To be clear, we’re talking good friendships. Just as you do with deadlifts, you should aim for quality—not quantity—when it comes to your close friends.

Study author William Chopik, an assistant professor of psychology, analyzed data from two surveys of almost 280,000 people. The first study found that both family and friends make us happy, but that friendships were a stronger predictor of well-being at later ages. The second found that people whose friendships resulted in stress reported more chronic illnesses compared to people whose friends were their support system.

“Friendships become even more important as we age,” Chopik told MSU Today. “Keeping a few really good friends around can make a world of difference for our health and well-being. So it’s smart to invest in the friendships that make you happiest.”

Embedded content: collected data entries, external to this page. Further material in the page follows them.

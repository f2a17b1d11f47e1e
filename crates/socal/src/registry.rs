// SPDX-License-Identifier: Apache-2.0 OR MIT
// Copyright (c) 2025-2026 naskel.com

//! Instance specifier / instance identifier lookup.
//!
//! Configuration names a service port by an *instance specifier*
//! (e.g. `"rootSwc/rport0"`). Each transport binding names its concrete
//! instance by an *instance identifier* of the form
//! `"<binding>:<binding-specific-id>"` (e.g. `"Ipc:1"`). The lookup table
//! maps between the two, with 1..n fan-out from one specifier to several
//! bindings.
//!
//! Lifecycle: populated while bindings initialize, read during application
//! runtime, cleared at shutdown. No concurrent-mutation contract is offered
//! or needed.

use crate::com::{ComError, Result};
use crate::containers::{ArenaMap, HasKey};
use std::collections::BTreeSet;
use std::fmt;

/// Configuration-level name of a service port, independent of any binding.
#[derive(Debug, Clone, PartialEq, Eq, PartialOrd, Ord, Hash)]
pub struct InstanceSpecifier(String);

impl InstanceSpecifier {
    /// Validate and wrap a specifier path. Segments are `/`-separated
    /// shortnames; empty strings and empty segments are rejected.
    pub fn new(path: impl Into<String>) -> Result<Self> {
        let path = path.into();
        let valid = !path.is_empty()
            && path.split('/').all(|segment| {
                !segment.is_empty()
                    && segment
                        .chars()
                        .all(|c| c.is_ascii_alphanumeric() || c == '_')
            });
        if !valid {
            return Err(ComError::InvalidConfiguration(format!(
                "invalid instance specifier '{}'",
                path
            )));
        }
        Ok(Self(path))
    }

    pub fn as_str(&self) -> &str {
        &self.0
    }
}

impl fmt::Display for InstanceSpecifier {
    fn fmt(&self, f: &mut fmt::Formatter<'_>) -> fmt::Result {
        f.write_str(&self.0)
    }
}

/// Binding-specific name of one concrete service instance.
#[derive(Debug, Clone, PartialEq, Eq, PartialOrd, Ord, Hash)]
pub struct InstanceIdentifier(String);

impl InstanceIdentifier {
    /// Validate and wrap an identifier of the form `"<binding>:<id>"`.
    pub fn new(value: impl Into<String>) -> Result<Self> {
        let value = value.into();
        match value.split_once(':') {
            Some((binding, id)) if !binding.is_empty() && !id.is_empty() => {
                Ok(Self(value))
            }
            _ => Err(ComError::InvalidInstanceIdentifier(value)),
        }
    }

    pub fn as_str(&self) -> &str {
        &self.0
    }

    /// The binding prefix (everything before the first `:`).
    pub fn binding(&self) -> &str {
        self.0.split_once(':').map(|(b, _)| b).unwrap_or("")
    }

    /// The binding-specific id (everything after the first `:`).
    pub fn binding_id(&self) -> &str {
        self.0.split_once(':').map(|(_, id)| id).unwrap_or("")
    }
}

impl fmt::Display for InstanceIdentifier {
    fn fmt(&self, f: &mut fmt::Formatter<'_>) -> fmt::Result {
        f.write_str(&self.0)
    }
}

/// Table key: (service shortname path, specifier), ordered lexicographically
/// by shortname path first so one service's ports are adjacent in-order.
#[derive(Debug, Clone, PartialEq, Eq, PartialOrd, Ord)]
struct TableKey {
    shortname_path: String,
    specifier: InstanceSpecifier,
}

struct TableSlot {
    key: TableKey,
    entries: BTreeSet<InstanceIdentifier>,
}

impl HasKey for TableSlot {
    type Key = TableKey;
    fn key(&self) -> &TableKey {
        &self.key
    }
}

/// Bidirectional specifier ↔ identifier lookup for one direction of traffic
/// (provided or required instances).
pub struct InstanceSpecifierLookupTable {
    map: ArenaMap<TableSlot>,
}

impl InstanceSpecifierLookupTable {
    pub fn new() -> Self {
        Self {
            map: ArenaMap::new(),
        }
    }

    /// Register a configuration-known specifier for `shortname_path`.
    ///
    /// Idempotent: registering the same pair again is a no-op. This
    /// establishes the key before any identifier mappings exist.
    pub fn add_instance_specifier(
        &mut self,
        specifier: InstanceSpecifier,
        shortname_path: impl Into<String>,
    ) {
        let key = TableKey {
            shortname_path: shortname_path.into(),
            specifier,
        };
        if self.map.find(&key).is_some() {
            return;
        }
        let inserted = self.map.insert(TableSlot {
            key,
            entries: BTreeSet::new(),
        });
        debug_assert!(inserted.is_ok(), "key existence was just checked");
    }

    /// Map a registered specifier to a binding instance identifier.
    ///
    /// Returns `false` without mutation when the pair is already mapped.
    /// Mapping against a specifier that was never registered is a wiring
    /// error in the binding initialization order and fatal.
    pub fn map_instance_specifier_to_instance_id(
        &mut self,
        specifier: &InstanceSpecifier,
        identifier: InstanceIdentifier,
    ) -> bool {
        match self.slot_for_specifier_mut(specifier) {
            Some(slot) => slot.entries.insert(identifier),
            None => {
                log::error!(
                    "[registry] mapping identifier '{}' for unregistered specifier '{}'",
                    identifier,
                    specifier
                );
                panic!(
                    "instance specifier '{}' must be registered before mapping identifiers",
                    specifier
                );
            }
        }
    }

    /// Remove a (specifier, identifier) pair.
    ///
    /// Returns `false` when the exact pair is not present.
    pub fn remove_instance_specifier_entry(
        &mut self,
        specifier: &InstanceSpecifier,
        identifier: &InstanceIdentifier,
    ) -> bool {
        match self.slot_for_specifier_mut(specifier) {
            Some(slot) => slot.entries.remove(identifier),
            None => false,
        }
    }

    /// Resolve a specifier to its identifier set.
    ///
    /// With a `shortname_path` filter, a specifier bound to a different
    /// service counts as unknown.
    pub fn resolve(
        &self,
        specifier: &InstanceSpecifier,
        shortname_path: Option<&str>,
    ) -> Result<BTreeSet<InstanceIdentifier>> {
        let slot = match shortname_path {
            Some(path) => {
                let key = TableKey {
                    shortname_path: path.to_string(),
                    specifier: specifier.clone(),
                };
                self.map.get_by_key(&key)
            }
            None => self.slot_for_specifier(specifier),
        };
        slot.map(|s| s.entries.clone())
            .ok_or(ComError::UnknownInstanceSpecifier)
    }

    /// Reverse-resolve an identifier to its stored entry.
    ///
    /// Linear over current entries; cardinality is bounded by configured
    /// service instances, not runtime traffic.
    pub fn resolve_identifier(
        &self,
        identifier: &InstanceIdentifier,
        shortname_path: Option<&str>,
    ) -> Result<InstanceIdentifier> {
        self.find_identifier(identifier, shortname_path)
            .map(|(_, entry)| entry.clone())
            .ok_or(ComError::UnknownInstanceIdentifier)
    }

    /// Reverse-resolve an identifier to its specifier.
    ///
    /// Precondition-only API: the caller must already know the identifier is
    /// registered; an unknown identifier is fatal.
    pub fn resolve_instance_specifier(
        &self,
        identifier: &InstanceIdentifier,
        shortname_path: &str,
    ) -> InstanceSpecifier {
        match self.find_identifier(identifier, Some(shortname_path)) {
            Some((slot, _)) => slot.key.specifier.clone(),
            None => {
                log::error!(
                    "[registry] reverse resolve of unregistered identifier '{}'",
                    identifier
                );
                panic!(
                    "instance identifier '{}' is not registered for '{}'",
                    identifier, shortname_path
                );
            }
        }
    }

    /// Number of registered specifier keys.
    pub fn len(&self) -> usize {
        self.map.len()
    }

    pub fn is_empty(&self) -> bool {
        self.map.is_empty()
    }

    /// Drop all keys and mappings (shutdown).
    pub fn clear(&mut self) {
        self.map.clear();
    }

    fn slot_for_specifier(&self, specifier: &InstanceSpecifier) -> Option<&TableSlot> {
        self.map.iter().find(|slot| &slot.key.specifier == specifier)
    }

    fn slot_for_specifier_mut(
        &mut self,
        specifier: &InstanceSpecifier,
    ) -> Option<&mut TableSlot> {
        let key = self
            .map
            .iter()
            .find(|slot| &slot.key.specifier == specifier)
            .map(|slot| slot.key.clone())?;
        self.map.get_by_key_mut(&key)
    }

    fn find_identifier(
        &self,
        identifier: &InstanceIdentifier,
        shortname_path: Option<&str>,
    ) -> Option<(&TableSlot, &InstanceIdentifier)> {
        self.map
            .iter()
            .filter(|slot| {
                shortname_path.is_none_or(|path| slot.key.shortname_path == path)
            })
            .find_map(|slot| slot.entries.get(identifier).map(|entry| (slot, entry)))
    }
}

impl Default for InstanceSpecifierLookupTable {
    fn default() -> Self {
        Self::new()
    }
}

#[cfg(test)]
mod tests {
    use super::*;

    fn spec(s: &str) -> InstanceSpecifier {
        InstanceSpecifier::new(s).expect("valid specifier")
    }

    fn id(s: &str) -> InstanceIdentifier {
        InstanceIdentifier::new(s).expect("valid identifier")
    }

    #[test]
    fn test_specifier_validation() {
        assert!(InstanceSpecifier::new("rootSwc/rport0").is_ok());
        assert!(InstanceSpecifier::new("").is_err());
        assert!(InstanceSpecifier::new("a//b").is_err());
        assert!(InstanceSpecifier::new("a/b c").is_err());
    }

    #[test]
    fn test_identifier_validation() {
        let ipc = id("Ipc:1");
        assert_eq!(ipc.binding(), "Ipc");
        assert_eq!(ipc.binding_id(), "1");
        assert!(InstanceIdentifier::new("NoSeparator").is_err());
        assert!(InstanceIdentifier::new(":1").is_err());
        assert!(InstanceIdentifier::new("Ipc:").is_err());
    }

    #[test]
    fn test_map_then_resolve_roundtrip() {
        let mut table = InstanceSpecifierLookupTable::new();
        table.add_instance_specifier(spec("rootSwc/rport0"), "/Services/Foo");

        assert!(table.map_instance_specifier_to_instance_id(&spec("rootSwc/rport0"), id("Ipc:1")));
        let resolved = table
            .resolve_identifier(&id("Ipc:1"), None)
            .expect("identifier is mapped");
        assert_eq!(resolved, id("Ipc:1"));
    }

    #[test]
    fn test_duplicate_mapping_is_surfaced_not_applied() {
        let mut table = InstanceSpecifierLookupTable::new();
        table.add_instance_specifier(spec("rootSwc/rport0"), "/Services/Foo");

        assert!(table.map_instance_specifier_to_instance_id(&spec("rootSwc/rport0"), id("Ipc:1")));
        assert!(!table.map_instance_specifier_to_instance_id(&spec("rootSwc/rport0"), id("Ipc:1")));

        let entries = table
            .resolve(&spec("rootSwc/rport0"), None)
            .expect("specifier known");
        assert_eq!(entries.len(), 1);
    }

    #[test]
    fn test_resolve_fanout_in_sorted_order() {
        let mut table = InstanceSpecifierLookupTable::new();
        table.add_instance_specifier(spec("rootSwc/rport0"), "/Services/Foo");
        table.map_instance_specifier_to_instance_id(&spec("rootSwc/rport0"), id("Someip:2"));
        table.map_instance_specifier_to_instance_id(&spec("rootSwc/rport0"), id("Ipc:1"));

        let entries = table
            .resolve(&spec("rootSwc/rport0"), Some("/Services/Foo"))
            .expect("specifier known");
        let ordered: Vec<_> = entries.iter().map(InstanceIdentifier::as_str).collect();
        assert_eq!(ordered, vec!["Ipc:1", "Someip:2"]);
    }

    #[test]
    fn test_unknown_specifier_and_identifier() {
        let mut table = InstanceSpecifierLookupTable::new();
        table.add_instance_specifier(spec("rootSwc/rport0"), "/Services/Foo");

        assert!(matches!(
            table.resolve(&spec("other/port"), None),
            Err(ComError::UnknownInstanceSpecifier)
        ));
        assert!(matches!(
            table.resolve_identifier(&id("Ipc:9"), None),
            Err(ComError::UnknownInstanceIdentifier)
        ));
    }

    #[test]
    fn test_shortname_filter_treats_wrong_service_as_unknown() {
        let mut table = InstanceSpecifierLookupTable::new();
        table.add_instance_specifier(spec("rootSwc/rport0"), "/Services/Foo");
        table.map_instance_specifier_to_instance_id(&spec("rootSwc/rport0"), id("Ipc:1"));

        assert!(matches!(
            table.resolve(&spec("rootSwc/rport0"), Some("/Services/Bar")),
            Err(ComError::UnknownInstanceSpecifier)
        ));
        assert!(matches!(
            table.resolve_identifier(&id("Ipc:1"), Some("/Services/Bar")),
            Err(ComError::UnknownInstanceIdentifier)
        ));
    }

    #[test]
    fn test_remove_entry() {
        let mut table = InstanceSpecifierLookupTable::new();
        table.add_instance_specifier(spec("rootSwc/rport0"), "/Services/Foo");
        table.map_instance_specifier_to_instance_id(&spec("rootSwc/rport0"), id("Ipc:1"));

        assert!(table.remove_instance_specifier_entry(&spec("rootSwc/rport0"), &id("Ipc:1")));
        assert!(!table.remove_instance_specifier_entry(&spec("rootSwc/rport0"), &id("Ipc:1")));
        assert!(matches!(
            table.resolve_identifier(&id("Ipc:1"), None),
            Err(ComError::UnknownInstanceIdentifier)
        ));
    }

    #[test]
    fn test_reverse_resolve_specifier() {
        let mut table = InstanceSpecifierLookupTable::new();
        table.add_instance_specifier(spec("rootSwc/pport0"), "/Services/Foo");
        table.map_instance_specifier_to_instance_id(&spec("rootSwc/pport0"), id("Ipc:7"));

        let specifier = table.resolve_instance_specifier(&id("Ipc:7"), "/Services/Foo");
        assert_eq!(specifier.as_str(), "rootSwc/pport0");
    }

    #[test]
    #[should_panic(expected = "must be registered before mapping")]
    fn test_mapping_unregistered_specifier_is_fatal() {
        let mut table = InstanceSpecifierLookupTable::new();
        table.map_instance_specifier_to_instance_id(&spec("ghost/port"), id("Ipc:1"));
    }

    #[test]
    #[should_panic(expected = "is not registered")]
    fn test_reverse_resolve_unknown_is_fatal() {
        let table = InstanceSpecifierLookupTable::new();
        let _ = table.resolve_instance_specifier(&id("Ipc:1"), "/Services/Foo");
    }

    #[test]
    fn test_clear_drops_everything() {
        let mut table = InstanceSpecifierLookupTable::new();
        table.add_instance_specifier(spec("rootSwc/rport0"), "/Services/Foo");
        table.map_instance_specifier_to_instance_id(&spec("rootSwc/rport0"), id("Ipc:1"));

        table.clear();
        assert!(table.is_empty());
        assert!(table.resolve(&spec("rootSwc/rport0"), None).is_err());
    }
}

As the old saying goes, “You can choose your friends, but you can’t choose your family.” And that may be why friendships seem to become more important as life goes on, according to Chopik. Because we tend to keep the friends we like and cut ties with those we don’t, friendships are more likely to make us feel good. Even though family relationships are often a source of happiness, you’re stuck taking the serious, monotonous, or downright bad things along with the good.

“Friendships,” on the other hand, “help us stave off loneliness, but are often harder to maintain across the lifespan,” he says. “If a friendship has survived the test of time, you know it must be a good one—a person you turn to for help and advice often, and a person you wanted in your life.”